#### What to work on
Only lines holding the word "flarecnn" are wanted from the records; copy all of them.

#### Task data
>>>
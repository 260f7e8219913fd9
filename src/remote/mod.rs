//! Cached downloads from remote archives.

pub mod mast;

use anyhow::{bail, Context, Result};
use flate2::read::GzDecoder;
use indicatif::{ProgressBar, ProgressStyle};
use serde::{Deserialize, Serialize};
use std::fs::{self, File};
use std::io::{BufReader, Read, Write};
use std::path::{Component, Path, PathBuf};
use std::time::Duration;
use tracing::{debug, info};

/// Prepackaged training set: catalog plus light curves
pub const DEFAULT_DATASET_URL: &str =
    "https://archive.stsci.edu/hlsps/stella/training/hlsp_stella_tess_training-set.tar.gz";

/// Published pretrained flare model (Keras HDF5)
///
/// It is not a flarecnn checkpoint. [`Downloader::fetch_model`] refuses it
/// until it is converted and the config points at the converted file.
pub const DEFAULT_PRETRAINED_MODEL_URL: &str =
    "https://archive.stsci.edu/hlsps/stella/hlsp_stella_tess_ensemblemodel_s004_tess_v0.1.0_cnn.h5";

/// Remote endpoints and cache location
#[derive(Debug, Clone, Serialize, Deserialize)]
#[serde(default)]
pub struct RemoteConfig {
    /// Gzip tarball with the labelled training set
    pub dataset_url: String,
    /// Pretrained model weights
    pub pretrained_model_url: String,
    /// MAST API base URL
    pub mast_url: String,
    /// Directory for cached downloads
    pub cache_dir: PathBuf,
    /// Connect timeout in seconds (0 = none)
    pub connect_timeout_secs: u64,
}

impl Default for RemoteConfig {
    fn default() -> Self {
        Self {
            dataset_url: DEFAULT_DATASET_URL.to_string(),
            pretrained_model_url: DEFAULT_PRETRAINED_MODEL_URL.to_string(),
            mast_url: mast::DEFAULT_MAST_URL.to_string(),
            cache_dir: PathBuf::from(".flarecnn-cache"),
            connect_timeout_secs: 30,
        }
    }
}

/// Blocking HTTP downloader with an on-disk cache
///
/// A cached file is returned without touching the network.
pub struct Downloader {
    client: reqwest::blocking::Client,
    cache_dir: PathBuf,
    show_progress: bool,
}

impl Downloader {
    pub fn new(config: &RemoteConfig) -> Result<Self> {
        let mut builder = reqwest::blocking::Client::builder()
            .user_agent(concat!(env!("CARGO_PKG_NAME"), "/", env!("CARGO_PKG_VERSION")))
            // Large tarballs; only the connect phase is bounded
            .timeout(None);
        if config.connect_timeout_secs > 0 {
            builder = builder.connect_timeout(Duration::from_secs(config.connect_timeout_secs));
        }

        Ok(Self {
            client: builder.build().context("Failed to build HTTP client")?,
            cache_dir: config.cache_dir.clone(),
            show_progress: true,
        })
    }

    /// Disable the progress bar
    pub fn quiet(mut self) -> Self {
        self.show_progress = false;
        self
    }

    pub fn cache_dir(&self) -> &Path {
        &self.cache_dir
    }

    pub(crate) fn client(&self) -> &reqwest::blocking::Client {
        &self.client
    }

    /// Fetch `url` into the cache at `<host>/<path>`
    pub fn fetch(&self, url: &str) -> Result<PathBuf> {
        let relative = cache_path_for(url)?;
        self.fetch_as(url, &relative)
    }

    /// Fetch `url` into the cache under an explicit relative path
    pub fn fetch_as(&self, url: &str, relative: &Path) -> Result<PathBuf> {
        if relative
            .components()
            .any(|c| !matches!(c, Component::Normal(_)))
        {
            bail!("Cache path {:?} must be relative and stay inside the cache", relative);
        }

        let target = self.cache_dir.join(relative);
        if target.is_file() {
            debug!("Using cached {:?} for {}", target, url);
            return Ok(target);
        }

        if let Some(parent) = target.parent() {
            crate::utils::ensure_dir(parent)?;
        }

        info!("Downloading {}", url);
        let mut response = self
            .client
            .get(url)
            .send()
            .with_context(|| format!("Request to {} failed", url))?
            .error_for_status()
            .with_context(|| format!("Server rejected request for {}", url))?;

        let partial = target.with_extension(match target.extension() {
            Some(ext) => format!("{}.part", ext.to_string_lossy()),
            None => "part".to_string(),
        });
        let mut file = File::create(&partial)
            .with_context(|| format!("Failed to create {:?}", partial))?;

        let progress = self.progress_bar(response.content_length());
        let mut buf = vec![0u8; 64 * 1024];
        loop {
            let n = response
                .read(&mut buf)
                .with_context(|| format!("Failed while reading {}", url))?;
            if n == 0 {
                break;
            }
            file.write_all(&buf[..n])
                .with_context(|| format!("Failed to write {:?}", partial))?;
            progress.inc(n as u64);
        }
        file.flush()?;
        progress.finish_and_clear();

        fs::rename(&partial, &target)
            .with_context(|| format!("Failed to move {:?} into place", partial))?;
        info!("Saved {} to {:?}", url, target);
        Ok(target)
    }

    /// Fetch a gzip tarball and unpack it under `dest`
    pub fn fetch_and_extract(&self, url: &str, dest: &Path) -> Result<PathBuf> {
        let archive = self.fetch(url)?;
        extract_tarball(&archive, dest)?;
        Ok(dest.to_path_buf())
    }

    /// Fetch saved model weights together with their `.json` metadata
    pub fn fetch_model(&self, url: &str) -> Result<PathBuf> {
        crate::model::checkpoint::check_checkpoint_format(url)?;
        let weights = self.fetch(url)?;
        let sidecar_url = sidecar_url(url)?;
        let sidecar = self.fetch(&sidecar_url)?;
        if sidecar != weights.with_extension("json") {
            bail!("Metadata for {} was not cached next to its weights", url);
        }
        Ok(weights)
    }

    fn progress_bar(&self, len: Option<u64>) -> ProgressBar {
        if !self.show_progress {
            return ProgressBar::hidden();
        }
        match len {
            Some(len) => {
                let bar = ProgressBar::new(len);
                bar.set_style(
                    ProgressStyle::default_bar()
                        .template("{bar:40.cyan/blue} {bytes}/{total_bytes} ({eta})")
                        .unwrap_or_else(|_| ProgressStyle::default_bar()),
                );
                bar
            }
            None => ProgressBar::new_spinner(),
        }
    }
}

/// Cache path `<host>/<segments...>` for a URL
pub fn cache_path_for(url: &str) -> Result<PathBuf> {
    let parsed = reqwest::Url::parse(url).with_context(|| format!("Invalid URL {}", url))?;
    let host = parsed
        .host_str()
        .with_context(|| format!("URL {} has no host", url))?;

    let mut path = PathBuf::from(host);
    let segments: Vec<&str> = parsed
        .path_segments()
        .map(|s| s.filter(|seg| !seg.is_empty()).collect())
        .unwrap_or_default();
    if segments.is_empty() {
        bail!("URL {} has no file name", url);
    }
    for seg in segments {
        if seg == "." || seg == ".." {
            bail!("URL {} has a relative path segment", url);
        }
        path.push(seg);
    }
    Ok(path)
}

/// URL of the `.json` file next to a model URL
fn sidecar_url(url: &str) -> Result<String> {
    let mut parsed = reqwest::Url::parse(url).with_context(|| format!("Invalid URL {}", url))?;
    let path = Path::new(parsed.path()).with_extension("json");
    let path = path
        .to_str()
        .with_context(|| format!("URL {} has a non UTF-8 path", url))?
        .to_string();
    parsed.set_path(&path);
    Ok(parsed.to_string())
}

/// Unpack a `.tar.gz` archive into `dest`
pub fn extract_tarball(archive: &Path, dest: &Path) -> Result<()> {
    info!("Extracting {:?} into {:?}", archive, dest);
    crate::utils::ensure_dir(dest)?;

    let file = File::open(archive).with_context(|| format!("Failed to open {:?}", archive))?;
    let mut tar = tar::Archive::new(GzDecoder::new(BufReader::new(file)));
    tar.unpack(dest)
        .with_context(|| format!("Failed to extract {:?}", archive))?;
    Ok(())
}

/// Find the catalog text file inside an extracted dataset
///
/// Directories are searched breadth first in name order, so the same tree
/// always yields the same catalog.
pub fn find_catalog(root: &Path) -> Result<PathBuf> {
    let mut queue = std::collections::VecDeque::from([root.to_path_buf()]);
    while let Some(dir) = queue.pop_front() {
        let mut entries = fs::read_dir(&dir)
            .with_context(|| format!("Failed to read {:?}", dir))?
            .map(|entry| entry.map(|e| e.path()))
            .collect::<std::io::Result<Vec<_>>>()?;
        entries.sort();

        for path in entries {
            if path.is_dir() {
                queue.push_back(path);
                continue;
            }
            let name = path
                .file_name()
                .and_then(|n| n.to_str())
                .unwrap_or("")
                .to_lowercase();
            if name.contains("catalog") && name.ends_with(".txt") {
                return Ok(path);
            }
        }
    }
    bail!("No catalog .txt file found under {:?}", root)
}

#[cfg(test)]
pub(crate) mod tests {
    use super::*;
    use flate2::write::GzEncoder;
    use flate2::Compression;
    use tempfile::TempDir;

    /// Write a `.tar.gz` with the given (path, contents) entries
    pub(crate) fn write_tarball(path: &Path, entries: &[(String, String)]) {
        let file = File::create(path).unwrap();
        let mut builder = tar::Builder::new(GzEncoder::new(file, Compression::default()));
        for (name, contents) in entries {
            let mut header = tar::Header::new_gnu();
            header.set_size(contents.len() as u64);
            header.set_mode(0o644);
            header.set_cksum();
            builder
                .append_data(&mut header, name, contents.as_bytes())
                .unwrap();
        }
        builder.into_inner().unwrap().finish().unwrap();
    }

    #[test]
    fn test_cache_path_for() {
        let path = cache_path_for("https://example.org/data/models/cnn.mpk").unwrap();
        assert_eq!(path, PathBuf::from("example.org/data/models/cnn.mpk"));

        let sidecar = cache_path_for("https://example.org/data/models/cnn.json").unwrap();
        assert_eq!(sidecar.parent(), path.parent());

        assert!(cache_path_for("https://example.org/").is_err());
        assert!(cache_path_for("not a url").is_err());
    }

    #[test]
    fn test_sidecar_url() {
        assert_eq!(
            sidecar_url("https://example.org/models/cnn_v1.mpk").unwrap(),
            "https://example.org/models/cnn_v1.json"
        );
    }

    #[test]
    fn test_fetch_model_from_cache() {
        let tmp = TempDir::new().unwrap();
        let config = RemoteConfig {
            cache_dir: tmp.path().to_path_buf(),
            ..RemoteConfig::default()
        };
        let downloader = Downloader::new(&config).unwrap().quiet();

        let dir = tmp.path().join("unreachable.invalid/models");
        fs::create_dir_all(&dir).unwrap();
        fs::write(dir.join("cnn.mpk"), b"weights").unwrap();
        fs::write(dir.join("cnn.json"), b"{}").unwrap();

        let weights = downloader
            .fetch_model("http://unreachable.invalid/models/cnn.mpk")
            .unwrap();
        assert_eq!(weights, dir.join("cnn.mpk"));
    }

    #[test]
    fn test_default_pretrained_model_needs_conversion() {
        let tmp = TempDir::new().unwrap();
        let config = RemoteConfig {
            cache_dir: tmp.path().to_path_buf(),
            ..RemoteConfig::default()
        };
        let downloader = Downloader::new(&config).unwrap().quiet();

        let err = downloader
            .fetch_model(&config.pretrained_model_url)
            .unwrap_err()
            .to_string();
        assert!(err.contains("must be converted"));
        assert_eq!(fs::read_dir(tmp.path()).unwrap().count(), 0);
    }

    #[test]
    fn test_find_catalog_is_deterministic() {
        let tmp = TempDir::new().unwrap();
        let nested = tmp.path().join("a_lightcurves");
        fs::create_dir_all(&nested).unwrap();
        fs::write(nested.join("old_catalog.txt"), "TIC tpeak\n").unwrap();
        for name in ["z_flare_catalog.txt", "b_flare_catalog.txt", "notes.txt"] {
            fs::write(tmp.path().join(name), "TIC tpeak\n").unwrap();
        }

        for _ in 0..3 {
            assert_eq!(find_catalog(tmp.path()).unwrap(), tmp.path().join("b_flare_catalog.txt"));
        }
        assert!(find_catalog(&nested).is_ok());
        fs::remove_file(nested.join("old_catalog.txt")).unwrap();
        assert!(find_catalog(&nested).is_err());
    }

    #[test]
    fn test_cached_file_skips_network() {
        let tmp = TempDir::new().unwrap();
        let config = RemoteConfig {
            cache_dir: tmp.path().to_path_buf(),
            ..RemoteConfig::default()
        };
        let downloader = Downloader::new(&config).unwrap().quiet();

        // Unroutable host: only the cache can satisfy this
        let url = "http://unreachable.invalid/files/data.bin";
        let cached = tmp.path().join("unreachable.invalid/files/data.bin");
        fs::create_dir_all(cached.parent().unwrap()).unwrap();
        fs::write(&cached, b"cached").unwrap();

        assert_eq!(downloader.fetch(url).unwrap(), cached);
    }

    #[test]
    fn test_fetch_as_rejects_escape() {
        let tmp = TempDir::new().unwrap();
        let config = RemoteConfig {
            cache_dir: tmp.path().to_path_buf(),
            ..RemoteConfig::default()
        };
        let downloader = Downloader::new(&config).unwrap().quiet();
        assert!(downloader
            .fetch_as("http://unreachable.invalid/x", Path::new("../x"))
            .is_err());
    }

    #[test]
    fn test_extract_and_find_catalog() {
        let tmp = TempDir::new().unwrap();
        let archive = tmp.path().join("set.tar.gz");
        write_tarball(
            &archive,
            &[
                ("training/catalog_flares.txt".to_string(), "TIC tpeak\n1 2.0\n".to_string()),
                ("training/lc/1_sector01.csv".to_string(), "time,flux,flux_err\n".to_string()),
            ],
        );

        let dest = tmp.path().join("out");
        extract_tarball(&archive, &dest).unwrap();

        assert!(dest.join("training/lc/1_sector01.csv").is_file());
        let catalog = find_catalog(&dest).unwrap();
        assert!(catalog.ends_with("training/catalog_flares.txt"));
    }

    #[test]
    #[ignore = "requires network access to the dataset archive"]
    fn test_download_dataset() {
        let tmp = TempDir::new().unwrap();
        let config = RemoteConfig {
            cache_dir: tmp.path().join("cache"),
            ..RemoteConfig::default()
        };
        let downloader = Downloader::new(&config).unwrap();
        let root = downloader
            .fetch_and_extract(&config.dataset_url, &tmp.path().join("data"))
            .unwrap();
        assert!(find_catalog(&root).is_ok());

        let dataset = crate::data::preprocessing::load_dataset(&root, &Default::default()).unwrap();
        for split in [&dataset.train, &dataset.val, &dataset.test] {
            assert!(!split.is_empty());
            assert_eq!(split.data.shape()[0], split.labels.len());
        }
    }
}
<<<
#### Completed exercise
/// It is not a flarecnn checkpoint. [`Downloader::fetch_model`] refuses it
            cache_dir: PathBuf::from(".flarecnn-cache"),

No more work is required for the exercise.